Stored items
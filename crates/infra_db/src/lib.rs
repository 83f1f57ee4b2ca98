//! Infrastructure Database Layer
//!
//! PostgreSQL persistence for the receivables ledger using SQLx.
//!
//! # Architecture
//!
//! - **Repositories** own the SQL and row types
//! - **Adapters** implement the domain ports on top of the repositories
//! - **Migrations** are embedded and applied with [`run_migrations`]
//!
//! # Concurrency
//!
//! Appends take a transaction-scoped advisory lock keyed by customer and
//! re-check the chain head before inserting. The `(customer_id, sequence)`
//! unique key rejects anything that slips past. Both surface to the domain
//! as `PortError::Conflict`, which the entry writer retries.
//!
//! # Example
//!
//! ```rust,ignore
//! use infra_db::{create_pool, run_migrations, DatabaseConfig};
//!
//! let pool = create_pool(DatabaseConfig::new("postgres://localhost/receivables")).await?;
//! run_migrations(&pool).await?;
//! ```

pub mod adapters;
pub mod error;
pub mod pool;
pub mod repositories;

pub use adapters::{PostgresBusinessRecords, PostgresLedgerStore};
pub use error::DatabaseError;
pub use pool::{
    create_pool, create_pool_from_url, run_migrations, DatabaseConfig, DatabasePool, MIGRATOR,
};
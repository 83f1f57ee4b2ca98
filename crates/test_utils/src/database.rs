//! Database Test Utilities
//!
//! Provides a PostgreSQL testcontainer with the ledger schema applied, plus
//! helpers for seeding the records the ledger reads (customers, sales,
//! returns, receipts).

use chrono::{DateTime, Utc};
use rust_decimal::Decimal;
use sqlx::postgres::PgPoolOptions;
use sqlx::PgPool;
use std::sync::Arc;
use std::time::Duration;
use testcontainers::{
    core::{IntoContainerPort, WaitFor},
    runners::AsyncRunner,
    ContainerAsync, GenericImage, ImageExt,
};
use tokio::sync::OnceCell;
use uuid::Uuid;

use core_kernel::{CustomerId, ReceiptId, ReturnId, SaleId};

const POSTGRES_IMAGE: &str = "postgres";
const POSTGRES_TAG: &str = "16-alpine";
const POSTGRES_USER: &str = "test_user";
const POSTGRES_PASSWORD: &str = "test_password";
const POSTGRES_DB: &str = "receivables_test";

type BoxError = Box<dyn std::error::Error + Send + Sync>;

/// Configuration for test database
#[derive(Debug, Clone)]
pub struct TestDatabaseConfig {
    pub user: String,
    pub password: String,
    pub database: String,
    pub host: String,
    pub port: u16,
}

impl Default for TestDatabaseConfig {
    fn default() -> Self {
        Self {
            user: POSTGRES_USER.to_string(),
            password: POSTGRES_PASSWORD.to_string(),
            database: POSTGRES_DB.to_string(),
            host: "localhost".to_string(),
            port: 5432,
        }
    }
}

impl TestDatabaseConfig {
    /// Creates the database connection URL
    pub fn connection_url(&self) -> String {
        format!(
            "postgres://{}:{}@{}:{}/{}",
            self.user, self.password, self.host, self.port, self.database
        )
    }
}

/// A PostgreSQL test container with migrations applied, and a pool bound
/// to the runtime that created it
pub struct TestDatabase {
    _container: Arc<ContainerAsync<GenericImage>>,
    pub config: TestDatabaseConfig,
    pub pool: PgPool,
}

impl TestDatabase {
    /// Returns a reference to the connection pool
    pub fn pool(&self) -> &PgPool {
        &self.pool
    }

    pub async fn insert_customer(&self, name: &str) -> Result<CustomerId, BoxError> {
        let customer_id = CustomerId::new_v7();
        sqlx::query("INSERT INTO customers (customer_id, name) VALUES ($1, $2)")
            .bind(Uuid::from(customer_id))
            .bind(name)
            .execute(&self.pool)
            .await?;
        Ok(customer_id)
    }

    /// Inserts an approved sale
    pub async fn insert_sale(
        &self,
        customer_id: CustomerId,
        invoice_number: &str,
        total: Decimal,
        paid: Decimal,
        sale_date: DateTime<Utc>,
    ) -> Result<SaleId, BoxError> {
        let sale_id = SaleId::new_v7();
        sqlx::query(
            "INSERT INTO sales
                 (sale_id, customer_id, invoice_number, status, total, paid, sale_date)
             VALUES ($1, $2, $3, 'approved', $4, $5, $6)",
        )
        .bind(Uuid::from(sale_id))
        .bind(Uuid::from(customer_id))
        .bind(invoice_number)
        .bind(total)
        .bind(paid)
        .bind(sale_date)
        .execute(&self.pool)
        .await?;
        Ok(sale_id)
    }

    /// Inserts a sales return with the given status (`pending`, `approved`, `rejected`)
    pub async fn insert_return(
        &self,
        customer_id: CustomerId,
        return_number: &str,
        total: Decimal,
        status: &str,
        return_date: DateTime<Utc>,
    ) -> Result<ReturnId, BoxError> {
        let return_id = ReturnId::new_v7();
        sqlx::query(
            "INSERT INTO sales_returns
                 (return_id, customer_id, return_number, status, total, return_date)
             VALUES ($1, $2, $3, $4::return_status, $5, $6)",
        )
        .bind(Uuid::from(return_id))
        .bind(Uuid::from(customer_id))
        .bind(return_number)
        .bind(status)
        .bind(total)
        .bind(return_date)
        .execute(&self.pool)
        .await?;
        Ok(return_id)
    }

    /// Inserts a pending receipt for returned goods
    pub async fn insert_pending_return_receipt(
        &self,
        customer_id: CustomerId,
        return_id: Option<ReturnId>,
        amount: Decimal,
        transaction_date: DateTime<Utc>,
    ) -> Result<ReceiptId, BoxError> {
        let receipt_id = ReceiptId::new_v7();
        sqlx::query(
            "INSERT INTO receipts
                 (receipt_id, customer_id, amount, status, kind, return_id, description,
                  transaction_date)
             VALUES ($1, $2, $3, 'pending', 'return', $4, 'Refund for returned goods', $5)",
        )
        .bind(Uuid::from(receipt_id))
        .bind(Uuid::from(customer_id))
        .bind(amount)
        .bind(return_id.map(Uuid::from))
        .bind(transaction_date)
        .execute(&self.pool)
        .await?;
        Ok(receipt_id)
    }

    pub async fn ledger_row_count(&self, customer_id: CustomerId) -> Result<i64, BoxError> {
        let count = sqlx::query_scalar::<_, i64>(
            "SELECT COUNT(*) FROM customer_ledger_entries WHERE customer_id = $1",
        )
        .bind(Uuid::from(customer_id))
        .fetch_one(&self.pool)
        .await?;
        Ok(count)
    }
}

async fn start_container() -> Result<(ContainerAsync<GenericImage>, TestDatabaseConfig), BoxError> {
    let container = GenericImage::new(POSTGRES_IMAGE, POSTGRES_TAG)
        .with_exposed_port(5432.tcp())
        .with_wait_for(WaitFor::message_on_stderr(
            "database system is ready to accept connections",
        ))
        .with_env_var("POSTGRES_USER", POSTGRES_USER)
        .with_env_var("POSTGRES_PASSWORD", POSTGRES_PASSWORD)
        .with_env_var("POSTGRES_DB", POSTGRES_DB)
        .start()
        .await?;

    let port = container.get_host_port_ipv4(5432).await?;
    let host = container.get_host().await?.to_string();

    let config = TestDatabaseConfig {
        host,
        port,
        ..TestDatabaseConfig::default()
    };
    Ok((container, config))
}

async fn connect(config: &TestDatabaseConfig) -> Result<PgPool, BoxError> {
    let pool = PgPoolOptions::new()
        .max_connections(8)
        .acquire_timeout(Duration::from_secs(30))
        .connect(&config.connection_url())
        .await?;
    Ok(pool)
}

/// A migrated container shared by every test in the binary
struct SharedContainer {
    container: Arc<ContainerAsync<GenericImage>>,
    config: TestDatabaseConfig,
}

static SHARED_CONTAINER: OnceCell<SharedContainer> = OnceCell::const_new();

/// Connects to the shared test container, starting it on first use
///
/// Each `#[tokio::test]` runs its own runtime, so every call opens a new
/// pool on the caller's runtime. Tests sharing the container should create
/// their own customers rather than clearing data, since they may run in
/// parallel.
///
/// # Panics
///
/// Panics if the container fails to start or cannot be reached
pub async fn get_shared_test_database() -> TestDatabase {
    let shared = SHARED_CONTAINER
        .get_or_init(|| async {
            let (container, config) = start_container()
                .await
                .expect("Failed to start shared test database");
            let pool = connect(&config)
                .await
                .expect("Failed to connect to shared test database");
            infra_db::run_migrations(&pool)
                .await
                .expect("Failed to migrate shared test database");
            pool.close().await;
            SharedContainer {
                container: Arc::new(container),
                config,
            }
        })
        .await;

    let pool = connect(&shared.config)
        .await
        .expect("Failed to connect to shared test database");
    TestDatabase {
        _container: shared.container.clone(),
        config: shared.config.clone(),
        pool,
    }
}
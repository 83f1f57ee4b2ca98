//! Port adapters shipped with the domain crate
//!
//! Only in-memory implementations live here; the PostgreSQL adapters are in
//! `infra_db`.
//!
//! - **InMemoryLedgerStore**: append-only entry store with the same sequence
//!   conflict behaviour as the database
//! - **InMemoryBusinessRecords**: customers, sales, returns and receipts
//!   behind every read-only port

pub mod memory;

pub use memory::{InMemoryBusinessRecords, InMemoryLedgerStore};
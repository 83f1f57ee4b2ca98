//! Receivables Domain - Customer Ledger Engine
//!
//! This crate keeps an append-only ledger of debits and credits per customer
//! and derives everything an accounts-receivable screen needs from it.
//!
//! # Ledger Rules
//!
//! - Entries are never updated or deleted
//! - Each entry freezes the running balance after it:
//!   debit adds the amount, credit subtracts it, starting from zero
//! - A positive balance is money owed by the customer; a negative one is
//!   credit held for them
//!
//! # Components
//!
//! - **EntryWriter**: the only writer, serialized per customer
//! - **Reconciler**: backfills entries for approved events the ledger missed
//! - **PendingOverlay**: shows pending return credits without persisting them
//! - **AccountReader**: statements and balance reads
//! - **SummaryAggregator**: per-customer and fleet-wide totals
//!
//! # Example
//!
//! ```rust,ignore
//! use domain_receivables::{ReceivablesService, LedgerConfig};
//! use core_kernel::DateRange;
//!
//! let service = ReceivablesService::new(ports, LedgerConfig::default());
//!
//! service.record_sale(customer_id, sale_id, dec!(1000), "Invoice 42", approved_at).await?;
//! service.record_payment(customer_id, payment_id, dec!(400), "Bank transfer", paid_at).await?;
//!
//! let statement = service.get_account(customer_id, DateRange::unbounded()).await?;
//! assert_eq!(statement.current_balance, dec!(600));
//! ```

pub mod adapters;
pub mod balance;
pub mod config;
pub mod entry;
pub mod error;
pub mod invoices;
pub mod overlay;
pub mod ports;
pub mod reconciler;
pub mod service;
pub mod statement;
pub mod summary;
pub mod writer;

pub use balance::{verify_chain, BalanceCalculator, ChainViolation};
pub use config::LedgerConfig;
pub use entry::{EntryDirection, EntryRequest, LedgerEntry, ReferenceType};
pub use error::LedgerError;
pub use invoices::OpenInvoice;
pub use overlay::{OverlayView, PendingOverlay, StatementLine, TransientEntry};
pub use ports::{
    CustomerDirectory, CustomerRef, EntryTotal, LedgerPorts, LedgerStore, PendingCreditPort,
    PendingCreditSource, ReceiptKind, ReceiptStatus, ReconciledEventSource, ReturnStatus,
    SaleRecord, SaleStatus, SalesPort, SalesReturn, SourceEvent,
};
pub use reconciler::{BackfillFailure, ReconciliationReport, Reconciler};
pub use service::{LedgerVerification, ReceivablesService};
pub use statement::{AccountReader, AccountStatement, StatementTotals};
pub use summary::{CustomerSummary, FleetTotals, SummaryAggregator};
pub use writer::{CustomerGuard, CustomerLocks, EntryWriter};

* TASK TO CARRY OUT
The answer should hold only the lines from the start of the records above through the line containing "by customer and", each set down exactly.

* RESPONSE TO THE TASK
filename crates/infra_db/src/lib.rs
repository 83f1f57ee4b2ca98
//! Infrastructure Database Layer
//!
//! PostgreSQL persistence for the receivables ledger using SQLx.
//!
//! # Architecture
//!
//! - **Repositories** own the SQL and row types
//! - **Adapters** implement the domain ports on top of the repositories
//! - **Migrations** are embedded and applied with [`run_migrations`]
//!
//! # Concurrency
//!
//! Appends take a transaction-scoped advisory lock keyed by customer and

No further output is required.